Glycogen synthase kinase 3β inhibitors induce apoptosis in ovarian cancer cells and inhibit in-vivo tumor growth

Ovarian cancer is the most lethal gynecological malignancy among US women. Paclitaxel/carboplatin is the current drug therapy used to treat ovarian cancer, but most women develop drug resistance and recurrence of the disease, necessitating alternative strategies for treatment. A possible molecular target for cancer therapy is glycogen synthase kinase 3 beta (GSK3 beta), a downstream kinase in the Wnt signaling pathway that is overexpressed in serous ovarian cancer. Novel maleimide-based GSK3b inhibitors (GSK3 beta i) were synthesized, selected, and tested in vitro using SKOV3 and OVCA432 serous ovarian cancer cell lines. From a panel of 10 inhibitors, GSK3 beta i 9ING41 was found to be the most effective in vitro. 9ING41 induced apoptosis as indicated by 4',6-diamidino-2-phenylindole-positive nuclear condensation, poly (ADP-ribose) polymerase cleavage, and terminal deoxynucleotidyl transferase dUTP nick end labeling staining. The mechanism for apoptosis was through caspase-3 cleavage. GSK3 beta i upregulated phosphorylation of the inhibitory serine residue of GSK3 beta in OVCA432 and SKOV3 cell lines and also inhibited phosphorylation of the downstream target glycogen synthase.
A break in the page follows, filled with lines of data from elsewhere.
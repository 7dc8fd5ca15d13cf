//! Command line arguments.
//!
//! Flags are global so `cnf-netcheck -n prod` and `cnf-netcheck check -n prod`
//! behave the same; the subcommand defaults to `check`.

use clap::{Parser, Subcommand, ValueEnum};
use std::path::PathBuf;

/// Command to execute
#[derive(Debug, Clone, Copy, PartialEq, Eq, Default, Subcommand)]
pub enum Command {
    /// Run the network checks (default)
    #[default]
    Check,
    /// List all available checks
    List,
    /// Print version information
    Version,
}

/// Output format selection
#[derive(Debug, Clone, Copy, PartialEq, Eq, Default, ValueEnum)]
pub enum OutputFormat {
    /// Human-readable terminal output
    #[default]
    Text,
    /// Machine-readable JSON
    Json,
    /// JUnit XML for CI/CD integration
    Junit,
}

/// Check category filter
#[derive(Debug, Clone, Copy, PartialEq, Eq, Default, ValueEnum)]
pub enum CategoryFilter {
    #[default]
    All,
    /// ICMP reachability (NET-001..NET-004)
    Connectivity,
    /// Undeclared listening ports (NET-005)
    Ports,
    /// NodePort services (NET-006)
    Services,
}

/// Network conformance checks for cluster workloads
#[derive(Debug, Clone, Parser)]
#[command(name = "cnf-netcheck", version, about)]
pub struct Args {
    #[command(subcommand)]
    pub subcommand: Option<Command>,

    /// Run only checks in this category
    #[arg(long, value_enum, default_value_t = CategoryFilter::All, global = true)]
    pub category: CategoryFilter,

    /// Skip checks by ID (comma separated)
    #[arg(long, value_delimiter = ',', global = true)]
    pub skip: Vec<String>,

    /// Run only these checks by ID (comma separated)
    #[arg(long, value_delimiter = ',', global = true)]
    pub only: Vec<String>,

    /// Output format
    #[arg(long, value_enum, default_value_t = OutputFormat::Text, env = "CNF_NETCHECK_FORMAT", global = true)]
    pub format: OutputFormat,

    /// Only print failures
    #[arg(short, long, global = true)]
    pub quiet: bool,

    /// Print the claims log under each check
    #[arg(short, long, global = true)]
    pub verbose: bool,

    /// Disable colored output
    #[arg(long, env = "NO_COLOR", global = true)]
    pub no_color: bool,

    /// Overall run time limit in milliseconds (0 disables it)
    #[arg(long = "timeout", default_value_t = 600_000, global = true)]
    pub timeout_ms: u64,

    /// Probe independent networks concurrently
    #[arg(long, global = true)]
    pub parallel: bool,

    /// Networks probed at once with --parallel
    #[arg(long, default_value_t = 4, global = true)]
    pub max_parallel: usize,

    /// Stop after the first failing check
    #[arg(long, global = true)]
    pub fail_fast: bool,

    /// Echo requests per destination
    #[arg(long, value_parser = clap::value_parser!(u32).range(1..), global = true)]
    pub ping_count: Option<u32>,

    /// TOML configuration file
    #[arg(long, env = "CNF_NETCHECK_CONFIG", global = true)]
    pub config: Option<PathBuf>,

    /// Read cluster state from a JSON snapshot instead of kubectl
    #[arg(long, global = true)]
    pub snapshot: Option<PathBuf>,

    /// Target namespace (repeatable)
    #[arg(short = 'n', long = "namespace", global = true)]
    pub namespaces: Vec<String>,

    /// Pod label selector (repeatable)
    #[arg(short = 'l', long = "label", global = true)]
    pub labels: Vec<String>,

    /// kubectl binary
    #[arg(long, global = true)]
    pub kubectl: Option<String>,

    /// kubeconfig context
    #[arg(long, global = true)]
    pub context: Option<String>,

    /// Log filter when RUST_LOG is unset
    #[arg(long, default_value = "warn", global = true)]
    pub log_level: String,
}

impl Args {
    /// Selected command, `check` when none was given.
    pub fn command(&self) -> Command {
        self.subcommand.unwrap_or_default()
    }
}
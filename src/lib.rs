pub mod cli;
pub mod config;
pub mod notes;
pub mod session;
pub mod store;
pub mod tracker;

pub use config::Config;
pub use store::NotesStore;
pub use tracker::Tracker;
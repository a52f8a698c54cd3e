//! Directory tracker: keeps the store synchronized with on-disk reality.
//!
//! Policy shared by refresh and clean_up: a directory that cannot be reached
//! (unmounted media, network share) proves nothing about its notes file, so
//! its row is left untouched. Only `delete` may drop rows for unverifiable
//! directories, because the user asked for exactly that.

use anyhow::Result;
use std::path::{Path, PathBuf};

use crate::notes;
use crate::store::{ActivityPolicy, NotesStore};

pub struct Tracker<'a> {
    store: &'a NotesStore,
    notes_file: &'a str,
}

impl<'a> Tracker<'a> {
    pub fn new(store: &'a NotesStore, notes_file: &'a str) -> Self {
        Self { store, notes_file }
    }

    /// Record that a directory's notes were just shown to the user.
    ///
    /// Update-preferring-insert: a known directory gets a summary-only
    /// update so routine visits and refreshes don't perturb recency
    /// ordering; an unknown one is inserted with `last_activity` = now.
    pub fn track_visit(&self, dir: &Path, summary: Option<&str>) -> Result<()> {
        self.store
            .upsert(&dir.to_string_lossy(), summary, ActivityPolicy::Preserve)
    }

    /// Re-derive summaries for the given directories, or for every known
    /// directory when the set is empty. Never advances `last_activity`.
    /// A directory that exists without a notes file is dropped; an
    /// inaccessible directory is skipped.
    pub fn refresh(&self, dirs: &[PathBuf]) -> Result<()> {
        for dir in self.target_dirs(dirs)? {
            if !dir.is_dir() {
                continue;
            }
            let notes = notes::notes_path(&dir, self.notes_file);
            if !notes.is_file() {
                self.store.remove(&dir.to_string_lossy())?;
                continue;
            }
            // An unreadable file fails this dir only, not the batch
            if let Ok(content) = notes::read(&notes) {
                self.store.upsert(
                    &dir.to_string_lossy(),
                    notes::summary_of(&content).as_deref(),
                    ActivityPolicy::Preserve,
                )?;
            }
        }
        Ok(())
    }

    /// Drop rows for directories that exist on disk but lost their notes
    /// file. Inaccessible directories are left alone, as in `refresh`.
    pub fn clean_up(&self, dirs: &[PathBuf]) -> Result<()> {
        for dir in self.target_dirs(dirs)? {
            if dir.is_dir() && !notes::notes_path(&dir, self.notes_file).is_file() {
                self.store.remove(&dir.to_string_lossy())?;
            }
        }
        Ok(())
    }

    /// Unconditional removal from the store, plus best-effort deletion of
    /// the on-disk notes file. Proceeds whether or not the directory exists.
    pub fn delete(&self, dirs: &[PathBuf]) -> Result<()> {
        for dir in dirs {
            self.store.remove(&dir.to_string_lossy())?;
            notes::delete(&notes::notes_path(dir, self.notes_file));
        }
        Ok(())
    }

    fn target_dirs(&self, dirs: &[PathBuf]) -> Result<Vec<PathBuf>> {
        if dirs.is_empty() {
            Ok(self
                .store
                .list()?
                .into_iter()
                .map(|row| PathBuf::from(row.dir_name))
                .collect())
        } else {
            Ok(dirs.to_vec())
        }
    }
}

#[cfg(test)]
mod tests {
    use super::*;

    struct Fixture {
        _db: tempfile::TempDir,
        root: tempfile::TempDir,
        store: NotesStore,
    }

    impl Fixture {
        fn new() -> Self {
            let db = tempfile::tempdir().unwrap();
            let store = NotesStore::open(&db.path().join("noted.db")).unwrap();
            Self {
                _db: db,
                root: tempfile::tempdir().unwrap(),
                store,
            }
        }

        fn tracker(&self) -> Tracker<'_> {
            Tracker::new(&self.store, ".notes")
        }

        fn make_dir(&self, name: &str, notes: Option<&str>) -> PathBuf {
            let dir = self.root.path().join(name);
            std::fs::create_dir_all(&dir).unwrap();
            if let Some(content) = notes {
                std::fs::write(dir.join(".notes"), content).unwrap();
            }
            dir
        }
    }

    #[test]
    fn test_track_visit_inserts_with_summary() {
        let fx = Fixture::new();
        let dir = fx.make_dir("a", Some("hello\nworld\n"));
        fx.tracker().track_visit(&dir, Some("hello")).unwrap();

        let row = fx.store.get(&dir.to_string_lossy()).unwrap().unwrap();
        assert_eq!(row.summary.as_deref(), Some("hello"));
    }

    #[test]
    fn test_track_visit_updates_summary_only() {
        let fx = Fixture::new();
        let dir = fx.make_dir("a", Some("hello\n"));
        let tracker = fx.tracker();
        tracker.track_visit(&dir, Some("hello")).unwrap();
        let before = fx.store.get(&dir.to_string_lossy()).unwrap().unwrap();

        tracker.track_visit(&dir, Some("revised")).unwrap();
        let after = fx.store.get(&dir.to_string_lossy()).unwrap().unwrap();
        assert_eq!(after.summary.as_deref(), Some("revised"));
        assert_eq!(after.last_activity, before.last_activity);
    }

    #[test]
    fn test_refresh_rederives_summary_without_touching_recency() {
        let fx = Fixture::new();
        let dir = fx.make_dir("a", Some("old summary\n"));
        let tracker = fx.tracker();
        tracker.track_visit(&dir, Some("old summary")).unwrap();
        let before = fx.store.get(&dir.to_string_lossy()).unwrap().unwrap();

        std::fs::write(dir.join(".notes"), "\nnew summary\nrest\n").unwrap();
        tracker.refresh(&[dir.clone()]).unwrap();

        let after = fx.store.get(&dir.to_string_lossy()).unwrap().unwrap();
        assert_eq!(after.summary.as_deref(), Some("new summary"));
        assert_eq!(after.last_activity, before.last_activity);
    }

    #[test]
    fn test_refresh_removes_dir_without_notes_file() {
        let fx = Fixture::new();
        let dir = fx.make_dir("a", Some("hello\n"));
        let tracker = fx.tracker();
        tracker.track_visit(&dir, Some("hello")).unwrap();

        std::fs::remove_file(dir.join(".notes")).unwrap();
        tracker.refresh(&[]).unwrap();

        assert!(fx.store.get(&dir.to_string_lossy()).unwrap().is_none());
    }

    #[test]
    fn test_refresh_leaves_missing_dir_untouched() {
        let fx = Fixture::new();
        let gone = fx.root.path().join("unmounted");
        fx.store
            .upsert(&gone.to_string_lossy(), Some("usb drive"), ActivityPolicy::Preserve)
            .unwrap();

        fx.tracker().refresh(&[]).unwrap();
        fx.tracker().clean_up(&[]).unwrap();

        let row = fx.store.get(&gone.to_string_lossy()).unwrap().unwrap();
        assert_eq!(row.summary.as_deref(), Some("usb drive"));
    }

    #[test]
    fn test_clean_up_removes_only_noteless_existing_dirs() {
        let fx = Fixture::new();
        let keep = fx.make_dir("keep", Some("still here\n"));
        let drop_ = fx.make_dir("drop", None);
        let tracker = fx.tracker();
        tracker.track_visit(&keep, Some("still here")).unwrap();
        tracker.track_visit(&drop_, None).unwrap();

        tracker.clean_up(&[]).unwrap();

        assert!(fx.store.get(&keep.to_string_lossy()).unwrap().is_some());
        assert!(fx.store.get(&drop_.to_string_lossy()).unwrap().is_none());
    }

    #[test]
    fn test_delete_is_idempotent_and_removes_notes_file() {
        let fx = Fixture::new();
        let dir = fx.make_dir("a", Some("hello\n"));
        let tracker = fx.tracker();
        tracker.track_visit(&dir, Some("hello")).unwrap();

        tracker.delete(&[dir.clone()]).unwrap();
        tracker.delete(&[dir.clone()]).unwrap();

        assert!(fx.store.get(&dir.to_string_lossy()).unwrap().is_none());
        assert!(!dir.join(".notes").exists());
    }

    #[test]
    fn test_delete_proceeds_for_missing_dir() {
        let fx = Fixture::new();
        let gone = fx.root.path().join("never-existed");
        fx.store
            .upsert(&gone.to_string_lossy(), None, ActivityPolicy::Preserve)
            .unwrap();

        fx.tracker().delete(&[gone.clone()]).unwrap();
        assert!(fx.store.get(&gone.to_string_lossy()).unwrap().is_none());
    }

    #[test]
    fn test_track_list_cleanup_scenario() {
        let fx = Fixture::new();
        let dir = fx.make_dir("a", Some("hello\nworld\n"));
        let tracker = fx.tracker();

        tracker.track_visit(&dir, Some("hello")).unwrap();
        let rows = fx.store.list().unwrap();
        assert_eq!(rows.len(), 1);
        assert_eq!(rows[0].summary.as_deref(), Some("hello"));

        std::fs::remove_file(dir.join(".notes")).unwrap();
        tracker.clean_up(&[dir]).unwrap();
        assert!(fx.store.list().unwrap().is_empty());
    }
}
An in-vivo xenograft study using SKOV3 cells demonstrated that tumor progression was hindered by 9ING41 in vivo. The maximum tolerated dose for 9ING41 was greater than 500 mg/kg in rats. Pharmacokinetic analysis showed 9ING41 to have a bioavailability of 4.5% and to be well distributed in tissues. Therefore, GSK3 beta inhibitors alone or in combination with existing drugs may hinder the growth of serous ovarian cancers. Anti-Cancer Drugs 22: 978-985 (C) 2011 Wolters Kluwer Health | Lippincott Williams & Wilkins.